16º Domingo do Tempo Comum

Os Textos

1ª Leitura – Sb 12,13.16-19

A Realidade

Numa reunião de comunidades eclesiais alguém disse: “Nenhuma das nossas comunidades vive como as primeiras comunidades de que fala a Bíblia. Está tudo errado. E eu sou o pior de todos!”. Outro retrucou: “A Bíblia só fala das coisas boas, do lado bom das comunidades, não fala dos defeitos e das dificuldades que, de certo, tinham também.”.

A Palavra

O evangelho de hoje traz à nossa reflexão a parábola do joio e do trigo. É tão conhecida, mas parece que “na prática a teoria é outra”. É preciso ter sempre em mente essa parábola para aprendermos a contar com as limitações naturais a todas as instituições humanas.

Na primeira leitura o livro da Sabedoria interpreta muito bem o que uma oração do missal expressa resumidamente: “Deus, que na misericórdia manifestais o vosso poder”. O perdão, a compreensão, a compaixão são sinais da grandeza de Deus, não o contrário.

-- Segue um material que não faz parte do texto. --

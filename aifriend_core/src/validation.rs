//! 表单本地校验
//!
//! 所有规则都在发请求之前执行，校验失败直接短路，后端会再次校验。

use crate::types::{UserInfo, UserUpdate};
use thiserror::Error;

/// 密码最小长度（按字符计）
pub const MIN_PASSWORD_LEN: usize = 6;
/// 头像大小上限
pub const MAX_AVATAR_SIZE: u64 = 2 * 1024 * 1024;
/// 角色图片大小上限
pub const MAX_CHARACTER_IMAGE_SIZE: u64 = 5 * 1024 * 1024;

/// 校验错误，`Display` 即页面上的提示文案
#[derive(Debug, Clone, PartialEq, Eq, Error)]
pub enum ValidationError {
    #[error("请输入用户名和密码")]
    MissingCredentials,
    #[error("两次输入的密码不一致")]
    PasswordMismatch,
    #[error("密码长度至少为6位")]
    PasswordTooShort,
    #[error("用户名不能为空")]
    EmptyUsername,
    #[error("没有需要更新的数据")]
    NothingToUpdate,
    #[error("请输入当前密码")]
    MissingOldPassword,
    #[error("请输入新密码")]
    MissingNewPassword,
    #[error("新密码长度不能少于 6 位")]
    NewPasswordTooShort,
    #[error("两次输入的新密码不一致")]
    NewPasswordMismatch,
    #[error("头像大小不能超过 2MB")]
    AvatarTooLarge,
    #[error("图片大小不能超过5MB")]
    ImageTooLarge,
    #[error("请输入角色名称")]
    EmptyCharacterName,
}

pub fn validate_login(username: &str, password: &str) -> Result<(), ValidationError> {
    if username.trim().is_empty() || password.is_empty() {
        return Err(ValidationError::MissingCredentials);
    }
    Ok(())
}

/// 注册表单：先比对确认密码，再检查长度
pub fn validate_registration(
    username: &str,
    password: &str,
    confirm_password: &str,
) -> Result<(), ValidationError> {
    validate_login(username, password)?;
    if password != confirm_password {
        return Err(ValidationError::PasswordMismatch);
    }
    if password.chars().count() < MIN_PASSWORD_LEN {
        return Err(ValidationError::PasswordTooShort);
    }
    Ok(())
}

/// 修改密码表单
pub fn validate_password_change(
    old_password: &str,
    new_password: &str,
    confirm_password: &str,
) -> Result<(), ValidationError> {
    if old_password.is_empty() {
        return Err(ValidationError::MissingOldPassword);
    }
    if new_password.is_empty() {
        return Err(ValidationError::MissingNewPassword);
    }
    if new_password.chars().count() < MIN_PASSWORD_LEN {
        return Err(ValidationError::NewPasswordTooShort);
    }
    if new_password != confirm_password {
        return Err(ValidationError::NewPasswordMismatch);
    }
    Ok(())
}

/// 基本信息表单，只提交与当前值不同的字段
pub fn validate_profile_update(
    current: &UserInfo,
    username: &str,
    email: &str,
) -> Result<UserUpdate, ValidationError> {
    let username = username.trim();
    if username.is_empty() {
        return Err(ValidationError::EmptyUsername);
    }

    let email = email.trim();
    let update = UserUpdate {
        username: (username != current.username).then(|| username.to_string()),
        email: (email != current.email).then(|| email.to_string()),
        avatar: None,
    };

    if update.is_empty() {
        return Err(ValidationError::NothingToUpdate);
    }
    Ok(update)
}

pub fn validate_avatar(size: u64) -> Result<(), ValidationError> {
    if size > MAX_AVATAR_SIZE {
        return Err(ValidationError::AvatarTooLarge);
    }
    Ok(())
}

pub fn validate_character_image(size: u64) -> Result<(), ValidationError> {
    if size > MAX_CHARACTER_IMAGE_SIZE {
        return Err(ValidationError::ImageTooLarge);
    }
    Ok(())
}

pub fn validate_character_name(name: &str) -> Result<(), ValidationError> {
    if name.trim().is_empty() {
        return Err(ValidationError::EmptyCharacterName);
    }
    Ok(())
}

O Evangelho mais longo além da parábola do joio e do trigo traz também a da semente de mostarda e a do fermento. A semente de mostarda e a pitada de fermento mostram outro lado, a força dos pequenos. Isso também faz parte da realidade do Reino dos Céus.

Mateus, o Evangelho judeu, usa a palavra céus para, por respeito, evitar o nome de Deus. Esse “reino dos céus” acontece aqui na terra, nas comunidades cristãs. E está inevitavelmente envolvido com limitações e pecados humanos, que só serão extintos no final de tudo, na hora da colheita.

O Mistério

A Eucaristia celebra a chegada, ensaia “a festa e a alegria”, antecipa a realização plena do Reino de Deus, após o fim da colheita. Mas é celebrada com sinais frágeis e por pessoas também frágeis.

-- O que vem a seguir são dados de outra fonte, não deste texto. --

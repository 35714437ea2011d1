//! 个人资料页

use super::{load_session, FormState, Navigation, Route, Submission, ViewState};
use crate::client::ApiClient;
use crate::error::{Error, Result};
use crate::types::{ImageFile, UserInfo};
use crate::validation;
use tracing::warn;

/// 个人资料页（需要登录）
///
/// 基本信息、头像、密码三个表单各自维护提交状态。
pub struct ProfileView<'a> {
    client: &'a ApiClient,
    state: ViewState<UserInfo>,
    basic: FormState,
    avatar: FormState,
    password: FormState,
}

impl<'a> ProfileView<'a> {
    pub fn new(client: &'a ApiClient) -> Self {
        Self {
            client,
            state: ViewState::Loading,
            basic: FormState::Idle,
            avatar: FormState::Idle,
            password: FormState::Idle,
        }
    }

    pub async fn mount(&mut self) -> Navigation {
        self.state = load_session(self.client).await;
        match self.state {
            ViewState::Authenticated(_) => Navigation::Stay,
            _ => Navigation::Redirect(Route::Login),
        }
    }

    pub fn state(&self) -> &ViewState<UserInfo> {
        &self.state
    }

    pub fn user(&self) -> Option<&UserInfo> {
        self.state.data()
    }

    pub fn basic_form(&self) -> &FormState {
        &self.basic
    }

    pub fn avatar_form(&self) -> &FormState {
        &self.avatar
    }

    pub fn password_form(&self) -> &FormState {
        &self.password
    }

    /// 头像完整地址
    pub fn avatar_url(&self) -> Option<String> {
        self.user()
            .and_then(|user| self.client.config().asset_url(&user.avatar))
    }

    /// 保存基本信息，只提交有变化的字段
    ///
    /// 保存成功后重新拉取用户信息；拉取失败不影响保存结果，改为就地更新邮箱。
    pub async fn save_basic(&mut self, username: &str, email: &str) -> Result<()> {
        let current = self.user().cloned().ok_or(Error::NotAuthenticated)?;
        let update = self
            .basic
            .check(validation::validate_profile_update(&current, username, email))?;

        let submission = Submission::begin(&mut self.basic)?;
        let result = self.client.update_user_info(&update).await;
        submission.settle(result, "保存成功")?;

        let user = self.refetch_user().await.unwrap_or_else(|| {
            let mut user = current;
            if let Some(email) = update.email {
                user.email = email;
            }
            user
        });
        self.state = ViewState::Authenticated(user);
        Ok(())
    }

    /// 上传头像，返回新的头像完整地址
    pub async fn upload_avatar(&mut self, file: &ImageFile) -> Result<Option<String>> {
        let current = self.user().cloned().ok_or(Error::NotAuthenticated)?;
        self.avatar.check(validation::validate_avatar(file.size()))?;

        let submission = Submission::begin(&mut self.avatar)?;
        let result = self.client.upload_avatar(file).await;
        let upload = submission.settle(result, "头像上传成功")?;

        let user = self.refetch_user().await.unwrap_or_else(|| {
            let mut user = current;
            if !upload.avatar.is_empty() {
                user.avatar = upload.avatar;
            }
            user
        });
        self.state = ViewState::Authenticated(user);
        Ok(self.avatar_url())
    }

    pub async fn change_password(
        &mut self,
        old_password: &str,
        new_password: &str,
        confirm_password: &str,
    ) -> Result<()> {
        if self.user().is_none() {
            return Err(Error::NotAuthenticated);
        }
        self.password.check(validation::validate_password_change(
            old_password,
            new_password,
            confirm_password,
        ))?;

        let submission = Submission::begin(&mut self.password)?;
        let result = self
            .client
            .change_password(old_password, new_password)
            .await;
        submission.settle(result, "密码修改成功")?;
        Ok(())
    }

    /// 修改成功后的重新拉取，失败只记录日志
    async fn refetch_user(&self) -> Option<UserInfo> {
        match self.client.get_user_info().await {
            Ok(user) => Some(user),
            Err(e) => {
                warn!("Failed to refetch user info: {}", e);
                None
            }
        }
    }

    /// 登出后回到首页
    pub fn logout(&mut self) -> Result<Navigation> {
        self.client.logout()?;
        self.state = ViewState::Unauthenticated;
        Ok(Navigation::Redirect(Route::Home))
    }
}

Vinte anos apenas depois de Jesus, em Corinto, a Ceia do Senhor estava tão des-virtuada que Paulo chegou a dizer “isso não é mais a ceia do Senhor, pois enquanto uns estão com fome outros estão embriagados” e “cuidado para não serdes condenados com este mundo!”.

O joio no meio do trigo está presente em todas as partes. Nem por isso, porém será preciso aceitar passivamente que a Ceia do Senhor seja transformada em show de alguma estrela que não é Jesus que se entrega à cruz, ou sirva para se reproduzirem nela as desigualdades existentes no nosso mundo.